I spin around to face her. 'I can't leave my pants here for two days. What am I supposed to wear back to work?'

She shrugs, turns away and sits down at her sewing machine, apparently unaware that I am continuing to exist as a potential customer, or even just a fellow human being.

How does this woman still have a business?

'Can you do a patch-up job while I wait?'

She doesn't look up. 'Yes. Fifteen minutes. Sixty dollars.'

'What?! It's thirty-five for the full repair.'

She shrugs again.

She's an extortionist. A criminal mastermind. That's how she still has a business.

I take my pants off and hand them to her from behind the curtain. In exchange, she gives me a pair of purple tracksuit pants that, from the size of the waistline, may or may not have belonged to Shrek. 'Put these on. Wait out here.'

Is this a joke?

'Why can't I just stay behind the curtain?'

'It's a change room. Customers need it to change.'

The pants are so enormous I feel like I'm on the starting line of a potato sack race. Trying to ignore the fact I'm wearing communal clothing (two words that should never be uttered together), I lean on the counter like I'm at a hipster bar, effecting a bored, do this all the time kind of look in case I see anybody I know.

And, because the universe hates my guts, Jennifer from Finance walks straight towards me. Now, I don't really mind looking stupid in front of most people; if I did, I'd do quite a lot of minding. But Jennifer from Finance is an exception. Smart, funny, and just a little bit terrifying, she's the reason I learned how to format an Excel spreadsheet. If Billy Joel was here, he'd write a song about her. And I'd play it on repeat for the rest of my life.

'Barney, what are you doing?' Her concern, though mingled with horror, fills me with the hope of salvation.

'I split my pants.'

She throws her hand to her mouth and I wait for the inevitable, mocking laughter. 'Oh, you poor thing,' she says.

Hang on a minute.

'Is there anything I can do to help?'

'Ask Danny Ocean over there to go easy on me.'

Jennifer laughs.

A genuine laugh! To an obscure and not particularly relevant Ocean's 11 reference!

'Fair to say you're about to get stitched up,' she says.

Amazing! We're a bona fide comedy duo!

I continue the routine. 'True, but I do get to model the latest fashion from Big Man's Pants 1987 collection.'

Jennifer laughs again, which makes this the greatest lunch break of my life.

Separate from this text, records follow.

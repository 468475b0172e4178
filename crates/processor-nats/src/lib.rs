mod client;
mod completion_producer;
mod consumer;
mod dead_letter_producer;
mod processor;

pub use client::NatsClient;
pub use completion_producer::NatsCompletionPublisher;
pub use consumer::{JobConsumer, MessageHandler};
pub use dead_letter_producer::NatsDeadLetterPublisher;
pub use processor::create_pipeline_handler;
use std::collections::HashSet;
use std::fmt;
use std::str::FromStr;

use chrono::{DateTime, Utc};
use serde::{Deserialize, Serialize};
use tracing::debug;

use crate::error::{DomainError, DomainResult};

/// Lifecycle status of a job
///
/// `Completed` and `Failed` are terminal: no transition leaves them.
#[derive(Debug, Clone, Copy, PartialEq, Eq, Serialize, Deserialize)]
#[serde(rename_all = "UPPERCASE")]
pub enum JobStatus {
    Pending,
    Processing,
    Completed,
    Failed,
}

impl JobStatus {
    pub fn is_terminal(&self) -> bool {
        matches!(self, JobStatus::Completed | JobStatus::Failed)
    }

    pub fn as_str(&self) -> &'static str {
        match self {
            JobStatus::Pending => "PENDING",
            JobStatus::Processing => "PROCESSING",
            JobStatus::Completed => "COMPLETED",
            JobStatus::Failed => "FAILED",
        }
    }
}

impl fmt::Display for JobStatus {
    fn fmt(&self, f: &mut fmt::Formatter<'_>) -> fmt::Result {
        f.write_str(self.as_str())
    }
}

impl FromStr for JobStatus {
    type Err = DomainError;

    fn from_str(s: &str) -> Result<Self, Self::Err> {
        match s {
            "PENDING" => Ok(JobStatus::Pending),
            "PROCESSING" => Ok(JobStatus::Processing),
            "COMPLETED" => Ok(JobStatus::Completed),
            "FAILED" => Ok(JobStatus::Failed),
            other => Err(DomainError::InvalidState(other.to_string())),
        }
    }
}

/// Domain entity for a single job, as embedded in `job.*` event payloads
///
/// `payload` is optional on the wire; an absent payload is an empty object,
/// never an error.
#[derive(Debug, Clone, PartialEq, Serialize, Deserialize)]
#[serde(rename_all = "camelCase")]
pub struct JobRecord {
    pub id: String,
    #[serde(rename = "type")]
    pub job_type: String,
    pub status: JobStatus,
    #[serde(default)]
    pub payload: serde_json::Map<String, serde_json::Value>,
    pub created_at: DateTime<Utc>,
    #[serde(default, skip_serializing_if = "Option::is_none")]
    pub updated_at: Option<DateTime<Utc>>,
}

/// Outcome of offering an event identifier to a state machine
#[derive(Debug, Clone, Copy, PartialEq, Eq)]
pub enum EventOutcome {
    Processed,
    Duplicate,
}

/// In-memory lifecycle model for one job
///
/// Legal transitions: `PENDING→PROCESSING`, `PROCESSING→COMPLETED`,
/// `PROCESSING→FAILED`. Everything else is a logical no-op, so a
/// redelivered, already-terminal event is safe to replay. The machine also
/// de-duplicates event identifiers it has applied; duplicate detection is
/// scoped to this instance.
#[derive(Debug, Clone)]
pub struct JobStateMachine {
    status: JobStatus,
    seen_events: HashSet<String>,
}

impl JobStateMachine {
    pub fn new(status: JobStatus) -> Self {
        Self {
            status,
            seen_events: HashSet::new(),
        }
    }

    /// Construct from a raw status string, rejecting anything outside the
    /// four legal states
    pub fn from_status(status: &str) -> DomainResult<Self> {
        Ok(Self::new(status.parse()?))
    }

    pub fn status(&self) -> JobStatus {
        self.status
    }

    /// Attempt a transition, returning whether it was applied
    ///
    /// An illegal source state leaves the status unchanged and returns
    /// false rather than erroring.
    pub fn transition(&mut self, target: JobStatus) -> bool {
        let legal = matches!(
            (self.status, target),
            (JobStatus::Pending, JobStatus::Processing)
                | (JobStatus::Processing, JobStatus::Completed)
                | (JobStatus::Processing, JobStatus::Failed)
        );

        if legal {
            debug!(from = %self.status, to = %target, "applying job transition");
            self.status = target;
        } else {
            debug!(from = %self.status, to = %target, "rejecting illegal job transition");
        }

        legal
    }

    /// Offer an event identifier, de-duplicating repeats
    ///
    /// The transport redelivered flag is logged for observability only and
    /// never affects the decision.
    pub fn process_event(&mut self, event_id: &str, redelivered: bool) -> EventOutcome {
        if self.seen_events.contains(event_id) {
            debug!(event_id = %event_id, redelivered, "duplicate event identifier, skipping");
            return EventOutcome::Duplicate;
        }

        self.seen_events.insert(event_id.to_string());
        debug!(event_id = %event_id, redelivered, "first sight of event identifier");
        EventOutcome::Processed
    }
}

#[cfg(test)]
mod tests {
    use super::*;
    use crate::error::DomainError;
    use serde_json::json;

    #[test]
    fn test_legal_transitions_apply() {
        let cases = [
            (JobStatus::Pending, JobStatus::Processing),
            (JobStatus::Processing, JobStatus::Completed),
            (JobStatus::Processing, JobStatus::Failed),
        ];

        for (from, to) in cases {
            let mut machine = JobStateMachine::new(from);
            assert!(machine.transition(to), "{from} -> {to} should apply");
            assert_eq!(machine.status(), to);
        }
    }

    #[test]
    fn test_illegal_transitions_leave_status_unchanged() {
        let all = [
            JobStatus::Pending,
            JobStatus::Processing,
            JobStatus::Completed,
            JobStatus::Failed,
        ];
        let legal = [
            (JobStatus::Pending, JobStatus::Processing),
            (JobStatus::Processing, JobStatus::Completed),
            (JobStatus::Processing, JobStatus::Failed),
        ];

        for from in all {
            for to in all {
                if legal.contains(&(from, to)) {
                    continue;
                }
                let mut machine = JobStateMachine::new(from);
                assert!(!machine.transition(to), "{from} -> {to} should be rejected");
                assert_eq!(machine.status(), from);
            }
        }
    }

    #[test]
    fn test_terminal_states_reject_further_transitions() {
        let mut completed = JobStateMachine::new(JobStatus::Completed);
        assert!(!completed.transition(JobStatus::Processing));
        assert_eq!(completed.status(), JobStatus::Completed);

        let mut pending = JobStateMachine::new(JobStatus::Pending);
        assert!(!pending.transition(JobStatus::Completed));
        assert_eq!(pending.status(), JobStatus::Pending);
    }

    #[test]
    fn test_invalid_initial_status_is_rejected() {
        let result = JobStateMachine::from_status("RUNNING");
        assert!(matches!(result, Err(DomainError::InvalidState(_))));
    }

    #[test]
    fn test_duplicate_event_detection_ignores_delivery_metadata() {
        let mut machine = JobStateMachine::new(JobStatus::Pending);

        assert_eq!(machine.process_event("evt-1", false), EventOutcome::Processed);
        // same identifier, different transport metadata: still a duplicate
        assert_eq!(machine.process_event("evt-1", true), EventOutcome::Duplicate);

        assert_eq!(machine.process_event("evt-2", true), EventOutcome::Processed);
        // both identifiers are retained in the de-dup set
        assert_eq!(machine.process_event("evt-2", false), EventOutcome::Duplicate);
        assert_eq!(machine.process_event("evt-1", false), EventOutcome::Duplicate);
    }

    #[test]
    fn test_missing_payload_deserializes_to_empty_object() {
        let record: JobRecord = serde_json::from_value(json!({
            "id": "job-1",
            "type": "encode",
            "status": "PENDING",
            "createdAt": "2026-08-26T12:00:00Z"
        }))
        .unwrap();

        assert!(record.payload.is_empty());
        let serialized = serde_json::to_value(&record).unwrap();
        assert_eq!(serialized["payload"], json!({}));
    }

    #[test]
    fn test_status_round_trips_as_uppercase() {
        let record: JobRecord = serde_json::from_value(json!({
            "id": "job-1",
            "type": "encode",
            "status": "PROCESSING",
            "createdAt": "2026-08-26T12:00:00Z"
        }))
        .unwrap();
        assert_eq!(record.status, JobStatus::Processing);
        assert_eq!(serde_json::to_value(record.status).unwrap(), json!("PROCESSING"));
    }
}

When Mrs Constantinides' shakedown is complete, Jennifer and I walk back to work together, and I try out one of my latest Excel gags: 'I know why they call them cells. Those spreadsheets are always taking me prisoner!'

In the lift, Jennifer drops her security pass. I forget everything that has happened in the past thirty-seven minutes and bend down to pick it up. This time I hear the sound. Very clearly.

I long for alien abduction.

Instead, I feel Jennifer's hand on my shoulder. 'I'll tell Margaret you felt sick,' she says. Her lie is the stuff of love songs and dedications. Billy Joel rides with me all the way home.